What needs to be done: Where does the string "temperature" occur in the entries below? Copy every line where it does.

Data extracts:

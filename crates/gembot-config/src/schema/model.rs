//! Generative model settings.

use gembot_common::DEFAULT_MODEL;
use serde::{Deserialize, Serialize};

/// Model configuration.
#[derive(Debug, Clone, Serialize, Deserialize)]
#[serde(default)]
pub struct ModelConfig {
    pub name: String,
    /// Valid range: 1-65536.
    pub max_output_tokens: u32,
    /// Valid range: 0.0-2.0.
    pub temperature: f64,
    /// Sent as `systemInstruction`; never counted as a turn.
    pub system_instruction: Option<String>,
}

impl Default for ModelConfig {
    fn default() -> Self {
        Self {
            name: DEFAULT_MODEL.to_string(),
            max_output_tokens: 4096,
            temperature: 0.7,
            system_instruction: None,
        }
    }
}
//! Configuration schema types for gembot.
//!
//! All structs use `serde(default)` so partial configs work correctly.

mod api;
mod logging;
mod model;

pub use api::*;
pub use logging::*;
pub use model::*;

use serde::{Deserialize, Serialize};

/// Root configuration for gembot.
#[derive(Debug, Clone, Serialize, Deserialize, Default)]
#[serde(default)]
pub struct GembotConfig {
    pub api: ApiConfig,
    pub model: ModelConfig,
    pub logging: LoggingConfig,
}

#[cfg(test)]
mod tests {
    use super::*;

    #[test]
    fn default_config_targets_gemini() {
        let config = GembotConfig::default();
        assert_eq!(config.api.key_env, "GEMINI_API_KEY");
        assert_eq!(
            config.api.base_url,
            "https://generativelanguage.googleapis.com/v1beta/models"
        );
        assert!(config.api.verify_on_connect);
        assert_eq!(config.api.connect_timeout_secs, 10);
        assert_eq!(config.api.request_timeout_secs, None);
    }

    #[test]
    fn default_config_has_correct_model() {
        let config = GembotConfig::default();
        assert_eq!(config.model.name, "gemini-1.5-flash-latest");
        assert_eq!(config.model.max_output_tokens, 4096);
        assert!((config.model.temperature - 0.7).abs() < f64::EPSILON);
        assert!(config.model.system_instruction.is_none());
    }

    #[test]
    fn default_logging_level_is_warn() {
        let config = GembotConfig::default();
        assert_eq!(config.logging.level, LogLevel::Warn);
        assert_eq!(config.logging.level.as_directive(), "warn");
    }

    #[test]
    fn partial_toml_keeps_defaults() {
        let config: GembotConfig = toml::from_str(
            r#"
[model]
name = "gemini-2.0-flash"
"#,
        )
        .unwrap();
        assert_eq!(config.model.name, "gemini-2.0-flash");
        assert_eq!(config.model.max_output_tokens, 4096);
        assert_eq!(config.api.key_env, "GEMINI_API_KEY");
    }

    #[test]
    fn log_level_parses_lowercase() {
        let config: GembotConfig = toml::from_str("[logging]\nlevel = \"debug\"\n").unwrap();
        assert_eq!(config.logging.level, LogLevel::Debug);
    }

    #[test]
    fn unknown_log_level_is_rejected() {
        let result: Result<GembotConfig, _> = toml::from_str("[logging]\nlevel = \"loud\"\n");
        assert!(result.is_err());
    }
}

Solved exercise:
    pub temperature: f64,
            temperature: 0.7,
        assert!((config.model.temperature - 0.7).abs() < f64::EPSILON);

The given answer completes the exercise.